The model can have the relevant content in context and still miss it. Not because it can't read; because reading discretionarily is a different act from executing directively.

This is partly why prompting tricks like important: do X or MUST follow these rules feel like they help. They're attempts to shift content from advisory toward instruction. They do help, but inconsistently, because the binding is still happening inside a passage the model has to decide to engage with. The base operation is still retrieval; the framing is partial conversion.

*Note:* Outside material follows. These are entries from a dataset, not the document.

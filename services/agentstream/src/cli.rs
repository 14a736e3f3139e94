//! services/agentstream/src/cli.rs
//!
//! Command-line surface of the `agentstream` binary. Parses commands with
//! `clap` and wires the core services together; no business logic lives here.

use crate::adapters::{GeminiClient, JsonFileStore};
use crate::config::Config;
use crate::error::AppError;
use agentstream_core::{
    AuthManager, ExecutionProgress, FeedPreference, FeedSession, PortError, Profile, Storage,
    TextGenerationService, Workflow, WorkflowManager,
};
use clap::{Parser, Subcommand, ValueEnum};
use std::io::Write;
use std::sync::atomic::{AtomicUsize, Ordering};
use std::sync::Arc;
use tokio_util::sync::CancellationToken;
use tracing::{info, warn};

#[derive(Debug, Parser)]
#[command(
    name = "agentstream",
    about = "Discover and run AI agent workflows",
    long_about = "Generate a feed of AI agent workflows with Gemini, save the ones you like and run them step by step"
)]
pub struct Cli {
    #[command(subcommand)]
    pub command: Command,
}

#[derive(Debug, Subcommand)]
pub enum Command {
    /// Log in with a Gemini API key, creating a new profile
    Login {
        #[arg(long)]
        api_key: String,
    },
    /// Log in with a Google identity token plus a Gemini API key
    LoginGoogle {
        #[arg(long)]
        token: String,
        #[arg(long)]
        api_key: String,
    },
    /// Show whether a credential and a current profile are stored
    Status,
    /// List all stored profiles
    Profiles,
    /// Make another stored profile current
    Switch { profile_id: String },
    /// Forget the credential and the current profile
    Logout,
    /// Delete a profile together with its saved workflows and history
    DeleteProfile { profile_id: String },
    /// Choose how the feed is generated for the current profile
    Preference {
        #[arg(value_enum)]
        mode: PreferenceArg,
    },
    /// Generate a feed of workflows
    Feed {
        /// Size of the first batch
        #[arg(long)]
        count: Option<usize>,
        /// Number of extra batches to load after the first one
        #[arg(long, default_value_t = 0)]
        more: usize,
        /// Save the workflow at this 1-based feed position
        #[arg(long)]
        save: Option<usize>,
    },
    /// List the current profile's saved workflows
    Saved,
    /// Remove a workflow from the saved list
    Unsave { workflow_id: String },
    /// Run a saved workflow, streaming its output (Ctrl-C cancels)
    Execute { workflow_id: String },
    /// List recently executed workflows, newest first
    History,
}

#[derive(Debug, Clone, Copy, ValueEnum)]
pub enum PreferenceArg {
    Stock,
    Personalized,
}

impl From<PreferenceArg> for FeedPreference {
    fn from(value: PreferenceArg) -> Self {
        match value {
            PreferenceArg::Stock => FeedPreference::Stock,
            PreferenceArg::Personalized => FeedPreference::Personalized,
        }
    }
}

/// The services one invocation works with.
struct Context {
    config: Config,
    storage: Storage,
    auth: AuthManager,
}

impl Context {
    fn open(config: Config) -> Result<Self, AppError> {
        let store = JsonFileStore::open(&config.data_path)?;
        let storage = Storage::new(Arc::new(store));
        let mut auth = AuthManager::new(storage.clone());
        let status = auth.initialize();
        info!(
            authenticated = status.is_authenticated,
            has_profile = status.has_profile,
            "Session restored"
        );

        Ok(Self {
            config,
            storage,
            auth,
        })
    }

    fn current_profile(&self) -> Result<Profile, AppError> {
        if !self.auth.is_authenticated() {
            return Err(
                PortError::Auth("Not logged in; run `agentstream login` first".to_string()).into(),
            );
        }
        self.auth
            .current_profile()
            .cloned()
            .ok_or_else(|| {
                PortError::NotFound("No current profile; run `agentstream switch`".to_string())
                    .into()
            })
    }

    fn generator(&self) -> Result<Arc<dyn TextGenerationService>, AppError> {
        let client = GeminiClient::new(
            self.config.gemini_api_base.clone(),
            self.config.gemini_model.clone(),
            self.config.http_timeout,
            Arc::new(self.storage.clone()),
        )?;
        Ok(Arc::new(client))
    }
}

/// Executes one parsed command against the store at `config.data_path`.
pub async fn run(cli: Cli, config: Config) -> Result<(), AppError> {
    let mut ctx = Context::open(config)?;
    if !ctx.storage.has_seen_welcome() {
        eprintln!("Welcome to AgentStream! Log in with `agentstream login --api-key <KEY>` to get started.");
        ctx.storage.mark_welcome_seen();
    }

    match cli.command {
        Command::Login { api_key } => {
            let profile = ctx.auth.login_with_credential(&api_key)?;
            println!("Logged in as {} ({})", profile.name, profile.id);
        }
        Command::LoginGoogle { token, api_key } => {
            let profile = ctx
                .auth
                .login_with_external_identity(&token, Some(&api_key))?;
            println!(
                "Logged in as {} <{}> ({})",
                profile.name,
                profile.email.as_deref().unwrap_or("no email"),
                profile.id
            );
        }
        Command::Status => {
            println!("Authenticated: {}", ctx.auth.is_authenticated());
            match ctx.auth.current_profile() {
                Some(profile) => {
                    let preference = ctx.storage.feed_preference(&profile.id);
                    println!("Profile: {} ({})", profile.name, profile.id);
                    println!("Feed: {preference:?}");
                }
                None => println!("Profile: none"),
            }
        }
        Command::Profiles => {
            let current = ctx.auth.current_profile().map(|p| p.id.clone());
            for profile in ctx.auth.profiles() {
                let marker = if current.as_deref() == Some(profile.id.as_str()) {
                    "*"
                } else {
                    " "
                };
                println!(
                    "{marker} {}  {}  [{:?}]  {}",
                    profile.id,
                    profile.name,
                    profile.login_method,
                    profile.created_at.format("%Y-%m-%d %H:%M")
                );
            }
        }
        Command::Switch { profile_id } => {
            if !ctx.auth.switch_profile(&profile_id) {
                return Err(PortError::NotFound(format!("profile {profile_id}")).into());
            }
            println!("Switched to {profile_id}");
        }
        Command::Logout => {
            ctx.auth.logout();
            println!("Logged out");
        }
        Command::DeleteProfile { profile_id } => {
            let remaining = ctx.auth.delete_profile(&profile_id);
            println!("Deleted {profile_id}; {} profile(s) remain", remaining.len());
        }
        Command::Preference { mode } => {
            let profile = ctx.current_profile()?;
            let preference = FeedPreference::from(mode);
            if !ctx.storage.set_feed_preference(&profile.id, preference) {
                return Err(
                    PortError::Storage("failed to store the feed preference".to_string()).into(),
                );
            }
            println!("Feed preference set to {preference:?}");
        }
        Command::Feed { count, more, save } => feed(&ctx, count, more, save).await?,
        Command::Saved => {
            let profile = ctx.current_profile()?;
            print_workflows(&ctx.storage.saved_workflows(&profile.id));
        }
        Command::Unsave { workflow_id } => {
            let profile = ctx.current_profile()?;
            if !ctx.storage.is_workflow_saved(&profile.id, &workflow_id) {
                return Err(PortError::NotFound(format!("saved workflow {workflow_id}")).into());
            }
            ctx.storage.unsave_workflow(&profile.id, &workflow_id);
            println!("Removed {workflow_id} from saved workflows");
        }
        Command::Execute { workflow_id } => execute(&ctx, &workflow_id).await?,
        Command::History => {
            let profile = ctx.current_profile()?;
            for workflow in ctx.storage.history(&profile.id) {
                let when = workflow
                    .executed_at
                    .map(|t| t.format("%Y-%m-%d %H:%M").to_string())
                    .unwrap_or_default();
                println!("{when}  {}  {}", workflow.id, workflow.title);
            }
        }
    }

    Ok(())
}

async fn feed(
    ctx: &Context,
    count: Option<usize>,
    more: usize,
    save: Option<usize>,
) -> Result<(), AppError> {
    let profile = ctx.current_profile()?;
    let mut feed_config = ctx.config.feed;
    if let Some(count) = count {
        feed_config.initial_feed_size = count;
    }

    let mut session = FeedSession::new(ctx.storage.clone(), ctx.generator()?, feed_config);
    let on_progress = |fraction: f32| eprint!("\rGenerating... {:>3.0}%", fraction * 100.0);

    session.load_initial(Some(&profile.id), Some(&on_progress)).await?;
    for _ in 0..more {
        if session
            .load_more(Some(&profile.id), Some(&on_progress))
            .await?
            .is_none()
        {
            warn!(
                max = session.manager().max_workflows(),
                "Feed is full; not loading more"
            );
            break;
        }
    }
    eprintln!();

    let workflows = session.manager().current_workflows();
    print_workflows(&workflows);

    if let Some(position) = save {
        let workflow = position
            .checked_sub(1)
            .and_then(|i| workflows.get(i))
            .ok_or_else(|| {
                PortError::Validation(format!(
                    "--save must be between 1 and {}",
                    workflows.len()
                ))
            })?;
        let saved = ctx.storage.save_workflow(&profile.id, workflow);
        println!("Saved \"{}\" as {}", saved.title, saved.id);
    }

    Ok(())
}

async fn execute(ctx: &Context, workflow_id: &str) -> Result<(), AppError> {
    let profile = ctx.current_profile()?;
    let workflow = ctx
        .storage
        .saved_workflows(&profile.id)
        .into_iter()
        .find(|w| w.id == workflow_id)
        .ok_or_else(|| PortError::NotFound(format!("saved workflow {workflow_id}")))?;

    let manager = WorkflowManager::new(
        ctx.storage.clone(),
        ctx.generator()?,
        ctx.config.feed.max_workflows,
    );
    let cancel = CancellationToken::new();
    let ctrl_c = {
        let cancel = cancel.clone();
        tokio::spawn(async move {
            if tokio::signal::ctrl_c().await.is_ok() {
                cancel.cancel();
            }
        })
    };

    let printed = AtomicUsize::new(0);
    let on_progress = |progress: &ExecutionProgress| {
        let start = printed.swap(progress.content.len(), Ordering::Relaxed);
        let mut stdout = std::io::stdout().lock();
        let _ = stdout.write_all(progress.content[start..].as_bytes());
        let _ = stdout.flush();
    };

    println!("Running \"{}\" ({} steps)\n", workflow.title, workflow.steps.len());
    let outcome = manager
        .execute_workflow(Some(&profile.id), &workflow, Some(&on_progress), Some(&cancel))
        .await;
    ctrl_c.abort();

    match outcome {
        Ok(result) => {
            println!(
                "\n\nCompleted at {}",
                result.completed_at.format("%Y-%m-%d %H:%M:%S")
            );
            Ok(())
        }
        Err(PortError::Cancelled) => {
            println!("\n\nCancelled");
            Ok(())
        }
        Err(e) => Err(e.into()),
    }
}

fn print_workflows(workflows: &[Workflow]) {
    if workflows.is_empty() {
        println!("No workflows.");
        return;
    }
    for (i, workflow) in workflows.iter().enumerate() {
        println!(
            "{:>2}. {}  [{} | {} | {}]",
            i + 1,
            workflow.title,
            workflow.category,
            workflow.difficulty,
            workflow.estimated_time
        );
        println!("    id: {}", workflow.id);
        println!("    {}", workflow.description);
        println!("    tools: {}", workflow.tools.join(", "));
    }
}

A skill cuts that step out: the trigger does the binding, and the model receives the relevant rules as its current operating instructions.

What this looks like in practice

Advisory framing: rules sitting in AGENTS.md / CLAUDE.md, available to the model:

## Code review rules
 
- Never use `enum`; prefer literal unions
- All public APIs must have explicit return types
- Avoid `any` — use `unknown` and narrow

The rules are present. Whether the model engages with them when reviewing code depends on retrieval reliability.

Binding framing: same rules, loaded by a skill triggered when a code-review task is detected:

---
name: code-review
description: Review code changes for type discipline
---
 
When reviewing a code diff, apply these rules in order:
 
1. Reject any use of `enum` — flag with a suggestion to use a literal union
2. Verify public APIs have explicit return types
3. Replace `any` with `unknown` + narrowing

Same rules, different cognitive operation triggered.

Implications for design

Three design moves follow.

1. Skills as the routing primitive

Don't rewrite all docs as instructions. That's overclaim, and impractical for any system with existing documentation. Build skills that bind existing docs to task patterns. The skill defines when to load specific docs and tools, what to do with them, and how to recognize success.

Docs stay polymorphic: reference, narrative, examples, whatever they need to be for human readers. Skills make them load-bearing for agents.

2. Tools grouped into skills, not flat menus

A flat tool menu forces the model into retrieval judgment: which of these tools applies here?

Skill-grouped tools force the model into instruction-following: the skill triggered, the tools are loaded with their patterns, the next step is given.

3. Eval signal at the boundary

Tools that emit did this match the task requirement let the model self-correct via instruction-following: if the eval failed, retry with X.

Tools that emit only did this return force the model into retrieval judgment to assess the result, which is the weaker operation.

The same shape shows up at product scale

This is also why retrieval-augmented generation has the failure modes it has.

RAG, in this framing, is an automated lazy loader: when a question comes in, retrieve relevant chunks and put them in context. The chunks arrive as available content, not as instructions. The model still has to decide how much to weight them against its training, against the question framing, against other context. The same discretionary-engagement failure mode appears.

The fix is the same fix: bind retrieval to a skill or contract that frames the loaded content as the operating context for the response, not as ambient reference. The retrieval mechanism doesn't change; what changes is the cognitive operation the model performs on what's retrieved. Same architecture at a different scale.

What this means in practice

If you're shipping AI-augmented work and the model keeps "forgetting" rules you've documented — the rules aren't being forgotten. They're being engaged with at the retrieval reliability profile rather than the instruction reliability profile.

Move them from advisory to triggered, and the engagement rate changes.

The skill is what does the binding; the docs don't need to be rewritten, just pointed at.